SUMMARY OF THE INVENTION
[0010] An object of the present invention is the creation of a
method and device for cutting register control or adjustment by
which the accuracy of the cutting register of the folder is
improved and the overall cutting register error is minimized.
[0011] According to one embodiment of the invention, information
printed on an individual gathered strand is acquired and the
cutting register error of this individual gathered strand is
corrected, preferably after it has passed through the folder
superstructure and before each of the individual gathered strands
are gathered into the complete gathered strand. It is also
conceivable, however, that this could be done above the former.

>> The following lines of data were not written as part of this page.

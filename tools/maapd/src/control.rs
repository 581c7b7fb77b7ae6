// SPDX-License-Identifier: Apache-2.0 OR MIT
// Copyright (c) 2025-2026 naskel.com

//! Local control channel.
//!
//! Accepts TCP connections on loopback, parses line-oriented text
//! commands, and writes notification lines back to the connection that
//! issued the originating command. Each connection's id doubles as its
//! engine sender token.
//!
//! Protocol:
//!
//! ```text
//! init [pool_base_hex pool_size]     configure the engine
//! reserve <count>                    start reserving <count> addresses
//! release <id>                       release a reservation
//! status <id>                        query a reservation
//! exit                               close this control connection
//! ```
//!
//! Closing a connection never touches the engine: reservations made
//! through it stay probed and defended until released.

use crossbeam_channel::Sender;
use std::collections::HashMap;
use std::io::{BufRead, BufReader, Write};
use std::net::{Shutdown, TcpListener, TcpStream};
use std::sync::atomic::{AtomicU64, Ordering};
use std::sync::{Arc, Mutex};
use std::thread;

/// Event funneled into the daemon's single engine loop.
pub enum Input {
    /// A raw Ethernet frame from the network reader.
    Frame(Vec<u8>),
    /// One command line from a control connection.
    Command {
        /// Connection id (also the sender token).
        conn: u64,
        /// The trimmed command line.
        line: String,
    },
    /// A control connection went away.
    Disconnected(u64),
}

/// A parsed control command.
#[derive(Debug, Clone, Copy, PartialEq, Eq)]
pub enum Command {
    /// Configure the engine, optionally overriding the pool.
    Init {
        /// Pool base address, if given.
        pool_base: Option<u64>,
        /// Pool size, if given.
        pool_size: Option<u32>,
    },
    /// Start a reservation of `length` addresses.
    Reserve {
        /// Number of addresses.
        length: u32,
    },
    /// Release reservation `id`.
    Release {
        /// Reservation id.
        id: u32,
    },
    /// Query reservation `id`.
    Status {
        /// Reservation id.
        id: u32,
    },
    /// Close this control connection.
    Exit,
}

/// Parse one command line.
pub fn parse_command(line: &str) -> Result<Command, String> {
    let mut words = line.split_whitespace();
    let verb = words.next().ok_or("empty command")?;
    let command = match verb {
        "init" => {
            let pool_base = words.next().map(parse_hex).transpose()?;
            let pool_size = words
                .next()
                .map(|w| w.parse::<u32>().map_err(|e| format!("bad pool size: {e}")))
                .transpose()?;
            Command::Init {
                pool_base,
                pool_size,
            }
        }
        "reserve" => Command::Reserve {
            length: parse_u32(words.next(), "count")?,
        },
        "release" => Command::Release {
            id: parse_u32(words.next(), "id")?,
        },
        "status" => Command::Status {
            id: parse_u32(words.next(), "id")?,
        },
        "exit" => Command::Exit,
        other => return Err(format!("unknown command '{other}'")),
    };
    if words.next().is_some() {
        return Err(format!("trailing arguments after '{verb}'"));
    }
    Ok(command)
}

fn parse_hex(word: &str) -> Result<u64, String> {
    u64::from_str_radix(word.trim_start_matches("0x"), 16)
        .map_err(|e| format!("bad hex address: {e}"))
}

fn parse_u32(word: Option<&str>, what: &str) -> Result<u32, String> {
    word.ok_or(format!("missing {what}"))?
        .parse::<u32>()
        .map_err(|e| format!("bad {what}: {e}"))
}

/// Control server: one accept thread, one reader thread per connection.
pub struct ControlServer {
    conns: Arc<Mutex<HashMap<u64, TcpStream>>>,
}

impl ControlServer {
    /// Bind the loopback listener and start accepting.
    pub fn bind(port: u16, tx: Sender<Input>) -> std::io::Result<Self> {
        let listener = TcpListener::bind(("127.0.0.1", port))?;
        let conns: Arc<Mutex<HashMap<u64, TcpStream>>> = Arc::new(Mutex::new(HashMap::new()));

        let accept_conns = Arc::clone(&conns);
        thread::spawn(move || {
            static NEXT_CONN: AtomicU64 = AtomicU64::new(1);
            for stream in listener.incoming() {
                let stream = match stream {
                    Ok(s) => s,
                    Err(err) => {
                        log::warn!("[control] accept failed: {}", err);
                        continue;
                    }
                };
                let conn = NEXT_CONN.fetch_add(1, Ordering::Relaxed);
                let writer = match stream.try_clone() {
                    Ok(w) => w,
                    Err(err) => {
                        log::warn!("[control] clone of connection {} failed: {}", conn, err);
                        continue;
                    }
                };
                lock_conns(&accept_conns).insert(conn, writer);
                log::debug!("[control] connection {} opened", conn);

                let tx = tx.clone();
                thread::spawn(move || read_commands(conn, stream, &tx));
            }
        });

        Ok(ControlServer { conns })
    }

    /// Write one line to connection `conn`; drops the connection on error.
    pub fn send_line(&self, conn: u64, line: &str) {
        let mut conns = lock_conns(&self.conns);
        let failed = match conns.get_mut(&conn) {
            Some(stream) => writeln!(stream, "{line}").is_err(),
            None => false,
        };
        if failed {
            log::debug!("[control] dropping unwritable connection {}", conn);
            if let Some(stream) = conns.remove(&conn) {
                let _ = stream.shutdown(Shutdown::Both);
            }
        }
    }

    /// Close connection `conn` and forget it.
    ///
    /// The shutdown also ends the connection's reader thread, whose
    /// `Disconnected` event then finds nothing left to remove.
    pub fn disconnect(&self, conn: u64) {
        if let Some(stream) = lock_conns(&self.conns).remove(&conn) {
            let _ = stream.shutdown(Shutdown::Both);
            log::debug!("[control] connection {} closed", conn);
        }
    }
}

fn lock_conns(
    conns: &Arc<Mutex<HashMap<u64, TcpStream>>>,
) -> std::sync::MutexGuard<'_, HashMap<u64, TcpStream>> {
    match conns.lock() {
        Ok(guard) => guard,
        Err(poisoned) => {
            log::debug!("[control] connection table lock poisoned, recovering");
            poisoned.into_inner()
        }
    }
}

fn read_commands(conn: u64, stream: TcpStream, tx: &Sender<Input>) {
    let reader = BufReader::new(stream);
    for line in reader.lines() {
        let line = match line {
            Ok(l) => l,
            Err(_) => break,
        };
        let line = line.trim();
        if line.is_empty() {
            continue;
        }
        let sent = tx.send(Input::Command {
            conn,
            line: line.to_string(),
        });
        if sent.is_err() {
            return; // engine loop is gone
        }
    }
    let _ = tx.send(Input::Disconnected(conn));
}
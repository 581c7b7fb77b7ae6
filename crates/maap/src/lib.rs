// SPDX-License-Identifier: Apache-2.0 OR MIT
// Copyright (c) 2025-2026 naskel.com

//! # MAAP - MAC Address Acquisition Protocol
//!
//! A pure Rust implementation of MAAP per IEEE 1722-2016 Annex B: nodes on
//! a shared layer-2 segment dynamically claim non-overlapping ranges of
//! multicast MAC addresses from the well-known dynamic pool, without
//! central coordination, using a probe/defend protocol.
//!
//! ## Quick Start
//!
//! ```rust,no_run
//! use maap::{MaapClient, SenderId, SystemClock, SystemEntropy};
//! use maap::config::{MAAP_DYNAMIC_POOL_BASE, MAAP_DYNAMIC_POOL_SIZE};
//!
//! # struct MyTransport;
//! # impl maap::Transport for MyTransport {
//! #     fn send(&mut self, _frame: &[u8]) -> std::io::Result<()> { Ok(()) }
//! # }
//! # let transport = MyTransport;
//! let mut mc = MaapClient::new(transport, SystemClock::new(), SystemEntropy::new(), 0x0022_9700_4102);
//! mc.init(SenderId(0), MAAP_DYNAMIC_POOL_BASE, MAAP_DYNAMIC_POOL_SIZE);
//! let _id = mc.reserve_range(SenderId(0), 8);
//!
//! // Host loop: sleep until delay_to_next_timer, a frame, or a command,
//! // then dispatch and drain notifications.
//! loop {
//!     let _wakeup = mc.delay_to_next_timer();
//!     // ... sleep, then on expiry:
//!     mc.handle_timer();
//!     while let Some((sender, event)) = mc.next_notification() {
//!         println!("{:?}: {}", sender, event);
//!     }
//!     # break;
//! }
//! ```
//!
//! ## Architecture
//!
//! ```text
//! +--------------------------------------------------------------+
//! |                          Host Loop                           |
//! |   commands in -> notifications out, frame rx/tx, sleeping    |
//! +--------------------------------------------------------------+
//! |                       Protocol Engine                        |
//! |   reserve/release/status | packet arbitration | timer expiry |
//! +--------------------------------------------------------------+
//! |   Interval Map  |  Timer Queue  |  PDU Codec  |  Notify FIFO |
//! +--------------------------------------------------------------+
//! |          Platform Adapters (Transport/Clock/Entropy)         |
//! +--------------------------------------------------------------+
//! ```
//!
//! ## Modules Overview
//!
//! - [`engine`] - the protocol engine (start here)
//! - [`protocol`] - 42-byte MAAP PDU codec
//! - [`intervals`] - claimed-interval bookkeeping
//! - [`platform`] - adapter traits and system implementations
//! - [`config`] - IEEE 1722-2016 Annex B constants
//!
//! ## See Also
//!
//! - IEEE 1722-2016 Annex B (MAAP)
//! - RFC 5227 (the analogous IPv4 address conflict detection)

/// IEEE 1722-2016 Annex B protocol constants.
pub mod config;
/// The MAAP protocol engine (state machines, arbitration, notifications).
pub mod engine;
/// Ordered map of claimed address intervals.
pub mod intervals;
/// Platform adapter traits: transport, clock, entropy.
pub mod platform;
/// MAAP PDU encode/decode.
pub mod protocol;

pub use engine::{
    MaapClient, Notification, NotifyError, Range, RangeId, RangeInfo, RangeState, SenderId,
};
pub use platform::{Clock, Entropy, SystemClock, SystemEntropy, Timestamp, Transport};
pub use protocol::{EncodeError, MaapPdu, MessageType, ParseError};

/// Crate version string.
pub const VERSION: &str = env!("CARGO_PKG_VERSION");
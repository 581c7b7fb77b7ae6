// SPDX-License-Identifier: Apache-2.0 OR MIT
// Copyright (c) 2025-2026 naskel.com

//! Fuzz target for the MAAP PDU parser.
//!
//! This fuzzer tests the parser's robustness against malformed frames.

#![no_main]

use libfuzzer_sys::fuzz_target;

fuzz_target!(|data: &[u8]| {
    // Must not panic on any input; well-formed frames (sv bit set, as
    // every conformant sender emits) must re-encode to the same bytes.
    if let Ok(pdu) = maap::MaapPdu::parse(data) {
        let frame = pdu.encode().expect("decoded PDU must re-encode");
        if data[15] >> 7 == 1 {
            assert_eq!(&frame[..], &data[..frame.len()]);
        }
    }
});
/// The MAAP engine for one network interface.
///
/// Generic over its three platform adapters so hosts plug in raw sockets
/// and monotonic clocks while tests plug in scripted mocks.
pub struct MaapClient<T: Transport, C: Clock, E: Entropy> {
    transport: T,
    clock: C,
    entropy: E,

    dest_mac: u64,
    src_mac: u64,
    pool_base: u64,
    pool_len: u32,
    initialized: bool,

    intervals: IntervalMap,
    timers: TimerQueue,
    ranges: BTreeMap<RangeId, Range>,
    next_id: RangeId,
    notifications: NotifyQueue,
}
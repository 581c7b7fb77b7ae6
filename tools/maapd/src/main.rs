// SPDX-License-Identifier: Apache-2.0 OR MIT
// Copyright (c) 2025-2026 naskel.com

//! maapd - MAAP address reservation daemon
//!
//! Binds one network interface, runs the MAAP protocol engine, and
//! serves a line-oriented control protocol on loopback TCP. The engine
//! loop sleeps until the earlier of the next protocol timer, a received
//! frame, or a control command, then dispatches and drains
//! notifications back to the requesting connection.

mod control;
mod netio;

use clap::Parser;
use control::{Command, ControlServer, Input};
use crossbeam_channel::RecvTimeoutError;
use maap::config::{MAAP_DYNAMIC_POOL_BASE, MAAP_DYNAMIC_POOL_SIZE};
use maap::{MaapClient, SenderId, SystemClock, SystemEntropy};
use netio::{RawSock, RawTransport};
use std::sync::Arc;
use std::thread;
use std::time::Duration;

/// Largest receive buffer a frame can need (standard MTU plus headers).
const RX_BUF_SIZE: usize = 1518;

/// Upper bound on one loop iteration's sleep, so control traffic and
/// shutdown are never starved by an idle timer queue.
const MAX_WAIT: Duration = Duration::from_secs(60);

/// MAAP address reservation daemon (IEEE 1722-2016 Annex B)
#[derive(Parser, Debug)]
#[command(name = "maapd")]
#[command(version)]
#[command(about = "Reserve multicast MAC ranges from the MAAP dynamic pool")]
struct Args {
    /// Network interface to bind (e.g. eth0)
    #[arg(short, long)]
    interface: String,

    /// TCP port for the loopback control channel
    #[arg(short, long, default_value = "15364")]
    port: u16,

    /// Override the pool base address used by `init` (hex)
    #[arg(long)]
    pool_base: Option<String>,

    /// Override the pool size used by `init`
    #[arg(long)]
    pool_size: Option<u32>,
}

fn main() {
    // RUST_LOG-based output for daemon diagnostics.
    env_logger::init();

    let args = Args::parse();
    if let Err(err) = run(&args) {
        eprintln!("maapd: {err}");
        std::process::exit(1);
    }
}

fn run(args: &Args) -> Result<(), Box<dyn std::error::Error>> {
    let default_base = match &args.pool_base {
        Some(word) => u64::from_str_radix(word.trim_start_matches("0x"), 16)?,
        None => MAAP_DYNAMIC_POOL_BASE,
    };
    let default_size = args.pool_size.unwrap_or(MAAP_DYNAMIC_POOL_SIZE);

    let sock = Arc::new(RawSock::open(&args.interface)?);
    let (tx, rx) = crossbeam_channel::unbounded::<Input>();

    // Network reader: blocking recv, frames funneled into the engine loop.
    {
        let sock = Arc::clone(&sock);
        let tx = tx.clone();
        thread::spawn(move || {
            let mut buf = [0u8; RX_BUF_SIZE];
            loop {
                match sock.recv(&mut buf) {
                    Ok(n) => {
                        if tx.send(Input::Frame(buf[..n].to_vec())).is_err() {
                            return;
                        }
                    }
                    Err(err) => {
                        log::warn!("[maapd] frame receive failed: {}", err);
                        return;
                    }
                }
            }
        });
    }

    let server = ControlServer::bind(args.port, tx)?;
    log::info!(
        "[maapd] {} (mac {:#014x}), control on 127.0.0.1:{}",
        args.interface,
        sock.mac(),
        args.port
    );

    let mut mc = MaapClient::new(
        RawTransport(Arc::clone(&sock)),
        SystemClock::new(),
        SystemEntropy::new(),
        sock.mac(),
    );

    loop {
        let timeout = mc.delay_to_next_timer().min(MAX_WAIT);
        match rx.recv_timeout(timeout) {
            Ok(Input::Frame(frame)) => match mc.handle_packet(&frame) {
                Ok(()) => {}
                Err(err) if err.is_not_maap() => {}
                Err(err) => log::debug!("[maapd] dropped malformed frame: {}", err),
            },
            Ok(Input::Command { conn, line }) => {
                dispatch(&mut mc, &server, conn, &line, default_base, default_size);
            }
            Ok(Input::Disconnected(conn)) => server.disconnect(conn),
            Err(RecvTimeoutError::Timeout) => {}
            Err(RecvTimeoutError::Disconnected) => break,
        }

        mc.handle_timer();
        while let Some((sender, note)) = mc.next_notification() {
            server.send_line(sender.0, &note.to_string());
        }
    }

    log::info!("[maapd] exiting");
    Ok(())
}

fn dispatch(
    mc: &mut MaapClient<RawTransport, SystemClock, SystemEntropy>,
    server: &ControlServer,
    conn: u64,
    line: &str,
    default_base: u64,
    default_size: u32,
) {
    let sender = SenderId(conn);
    match control::parse_command(line) {
        Ok(Command::Init {
            pool_base,
            pool_size,
        }) => {
            mc.init(
                sender,
                pool_base.unwrap_or(default_base),
                pool_size.unwrap_or(default_size),
            );
        }
        Ok(Command::Reserve { length }) => {
            mc.reserve_range(sender, length);
        }
        Ok(Command::Release { id }) => mc.release_range(sender, id),
        Ok(Command::Status { id }) => mc.range_status(sender, id),
        // Closes only this connection; the engine and every other
        // client's reservations keep running.
        Ok(Command::Exit) => {
            server.send_line(conn, "bye");
            server.disconnect(conn);
        }
        Err(msg) => server.send_line(conn, &format!("error: {msg}")),
    }
}
// SPDX-License-Identifier: Apache-2.0 OR MIT
// Copyright (c) 2025-2026 naskel.com

//! `AF_PACKET` raw socket bound to one interface.
//!
//! Receives only the AVTP ethertype, joins the MAAP multicast MAC, and
//! exposes blocking send/recv. Send and recv may run on different
//! threads over the same descriptor.

use maap::config::{MAAP_DEST_MAC, MAAP_ETHERTYPE};
use std::io;
use std::os::unix::io::RawFd;
use std::sync::Arc;

/// Raw layer-2 socket plus the interface identity it is bound to.
pub struct RawSock {
    fd: RawFd,
    ifindex: i32,
    mac: u64,
}

impl RawSock {
    /// Open, bind and configure the socket for `ifname`.
    pub fn open(ifname: &str) -> io::Result<RawSock> {
        if ifname.len() >= libc::IFNAMSIZ {
            return Err(io::Error::new(
                io::ErrorKind::InvalidInput,
                "interface name too long",
            ));
        }

        // SAFETY: plain socket(2) call, result checked below.
        let fd = unsafe {
            libc::socket(
                libc::AF_PACKET,
                libc::SOCK_RAW,
                i32::from(u16::to_be(MAAP_ETHERTYPE)),
            )
        };
        if fd < 0 {
            return Err(io::Error::last_os_error());
        }

        match Self::configure(fd, ifname) {
            Ok((ifindex, mac)) => {
                log::debug!(
                    "[netio] bound {} (ifindex {}, mac {:#014x})",
                    ifname,
                    ifindex,
                    mac
                );
                Ok(RawSock { fd, ifindex, mac })
            }
            Err(err) => {
                // SAFETY: fd came from socket(2) above and is not stored.
                unsafe {
                    libc::close(fd);
                }
                Err(err)
            }
        }
    }

    fn configure(fd: RawFd, ifname: &str) -> io::Result<(i32, u64)> {
        // SAFETY: zeroed ifreq with a NUL-terminated name shorter than IFNAMSIZ.
        let mut ifr: libc::ifreq = unsafe { std::mem::zeroed() };
        for (dst, src) in ifr.ifr_name.iter_mut().zip(ifname.as_bytes()) {
            *dst = *src as libc::c_char;
        }

        // Interface index.
        // SAFETY: ioctl with a valid fd and a properly initialized ifreq.
        if unsafe { libc::ioctl(fd, libc::SIOCGIFINDEX as libc::c_ulong, &mut ifr) } < 0 {
            return Err(io::Error::last_os_error());
        }
        // SAFETY: SIOCGIFINDEX filled the ifru_ifindex union member.
        let ifindex = unsafe { ifr.ifr_ifru.ifru_ifindex };

        // Hardware address.
        // SAFETY: ioctl with a valid fd and a properly initialized ifreq.
        if unsafe { libc::ioctl(fd, libc::SIOCGIFHWADDR as libc::c_ulong, &mut ifr) } < 0 {
            return Err(io::Error::last_os_error());
        }
        // SAFETY: SIOCGIFHWADDR filled the ifru_hwaddr union member.
        let hw = unsafe { ifr.ifr_ifru.ifru_hwaddr };
        let mac = hw.sa_data[..6]
            .iter()
            .fold(0u64, |acc, &b| (acc << 8) | u64::from(b as u8));

        // Bind to the interface for the AVTP ethertype.
        // SAFETY: sockaddr_ll is fully initialized before the bind call.
        let bound = unsafe {
            let mut sll: libc::sockaddr_ll = std::mem::zeroed();
            sll.sll_family = libc::AF_PACKET as libc::c_ushort;
            sll.sll_protocol = u16::to_be(MAAP_ETHERTYPE);
            sll.sll_ifindex = ifindex;
            libc::bind(
                fd,
                std::ptr::addr_of!(sll).cast::<libc::sockaddr>(),
                std::mem::size_of::<libc::sockaddr_ll>() as libc::socklen_t,
            )
        };
        if bound < 0 {
            return Err(io::Error::last_os_error());
        }

        // Join the MAAP multicast MAC so announcements reach us.
        // SAFETY: packet_mreq is fully initialized before the setsockopt call.
        let joined = unsafe {
            let mut mreq: libc::packet_mreq = std::mem::zeroed();
            mreq.mr_ifindex = ifindex;
            mreq.mr_type = libc::PACKET_MR_MULTICAST as libc::c_ushort;
            mreq.mr_alen = 6;
            for (dst, src) in mreq
                .mr_address
                .iter_mut()
                .zip(&MAAP_DEST_MAC.to_be_bytes()[2..8])
            {
                *dst = *src;
            }
            libc::setsockopt(
                fd,
                libc::SOL_PACKET,
                libc::PACKET_ADD_MEMBERSHIP,
                std::ptr::addr_of!(mreq).cast::<libc::c_void>(),
                std::mem::size_of::<libc::packet_mreq>() as libc::socklen_t,
            )
        };
        if joined < 0 {
            return Err(io::Error::last_os_error());
        }

        Ok((ifindex, mac))
    }

    /// MAC address of the bound interface, zero-extended.
    pub fn mac(&self) -> u64 {
        self.mac
    }

    /// Block until one frame arrives; returns its length.
    pub fn recv(&self, buf: &mut [u8]) -> io::Result<usize> {
        // SAFETY: buffer pointer and length describe a valid writable slice.
        let n = unsafe {
            libc::recv(
                self.fd,
                buf.as_mut_ptr().cast::<libc::c_void>(),
                buf.len(),
                0,
            )
        };
        if n < 0 {
            Err(io::Error::last_os_error())
        } else {
            Ok(n as usize)
        }
    }

    /// Transmit one frame on the bound interface.
    pub fn send(&self, frame: &[u8]) -> io::Result<()> {
        if frame.len() < 14 {
            return Err(io::Error::new(
                io::ErrorKind::InvalidInput,
                "frame shorter than an Ethernet header",
            ));
        }
        // SAFETY: sockaddr_ll is fully initialized; frame slice is valid.
        let n = unsafe {
            let mut sll: libc::sockaddr_ll = std::mem::zeroed();
            sll.sll_family = libc::AF_PACKET as libc::c_ushort;
            sll.sll_protocol = u16::to_be(MAAP_ETHERTYPE);
            sll.sll_ifindex = self.ifindex;
            sll.sll_halen = 6;
            sll.sll_addr[..6].copy_from_slice(&frame[..6]);
            libc::sendto(
                self.fd,
                frame.as_ptr().cast::<libc::c_void>(),
                frame.len(),
                0,
                std::ptr::addr_of!(sll).cast::<libc::sockaddr>(),
                std::mem::size_of::<libc::sockaddr_ll>() as libc::socklen_t,
            )
        };
        if n < 0 {
            Err(io::Error::last_os_error())
        } else {
            Ok(())
        }
    }
}

impl Drop for RawSock {
    fn drop(&mut self) {
        // SAFETY: fd was returned by socket(2) and is closed exactly once.
        unsafe {
            libc::close(self.fd);
        }
    }
}

/// [`maap::Transport`] over a shared [`RawSock`].
pub struct RawTransport(pub Arc<RawSock>);

impl maap::Transport for RawTransport {
    fn send(&mut self, frame: &[u8]) -> io::Result<()> {
        self.0.send(frame)
    }
}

The
invention is also applicable to the case of a magazine folder
superstructure, as long as the web observation step and the
corresponding cutting register error correction step are performed
on each of the individual gathered strands.
[0012] The web-fed rotary press comprises not only a folder and a
folder superstructure with a plurality of formers but also at least
one sensor and at least one actuator for each individual gathered
strand for which a cutting register error of which is to be
corrected. The sensor and the actuator are arranged in the folder
in an area downstream of the folder superstructure and upstream of
the cutting knife cylinder, that is, between the former and the
cutting knife cylinder. In addition, a control unit, which is
designed to execute the inventive method, is connected to the
sensor and to the associated actuator.
[0013] By using the inventive cutting register adjustment or
control, accuracy of the cutting register is improved significantly
compared to known cutting register controls. In the known cutting
register controls, a measurement is made at the former inlet, and
the cutting register of the partial webs--which may be lying on top
of each other--is adjusted correspondingly, the next measurement
being is made just upstream of the cutting knife cylinder of the
folder after the complete gathered web has been assembled from the
individual gathered strands, where the cutting register position is
readjusted at the cutting knife cylinder. In the case of large
former arrangements, e.g., with balloon formers, it is possible for
the cutting register errors of the individual gathered strands to
deviate significantly from each other because of differences in the
distances that the individual gathered strands travel from the last
actuator on the former inlet to the point that the individual
strands are laid on top of each other to form the complete gathered
web. With the arrangement according to one embodiment, it is
possible to eliminate these different cutting register errors of
the individual webs which result from the different distances the
strands travel on their way through the folder superstructure.
[0014] Each individual gathered strand is scanned by a sensor
(camera or the like) installed near the actuator and each strand is
adjusted by the actuator, preferably a register roller capable of
linear movement, in accordance with the determined cutting register
error (in the case of a register roller, the error being corrected
by changing the length of the web by shifting the register roller
in the direction perpendicular to that in which the individual
gathered strand in question is running). All of the strands are
individually adjusted to a predetermined nominal value for the
cutting register, where the nominal value can be preset iteratively
by the printer on the basis of empirical values or can originate
from higher-level production planning software. The nominal values
can also be adapted to take current production conditions into
account. Deviations of the acquired actual values from the preset
nominal value are then registered at the sensor of the individual
gathered strand in question, whereupon the actuator assigned to the
individual gathered strand in question is actuated accordingly.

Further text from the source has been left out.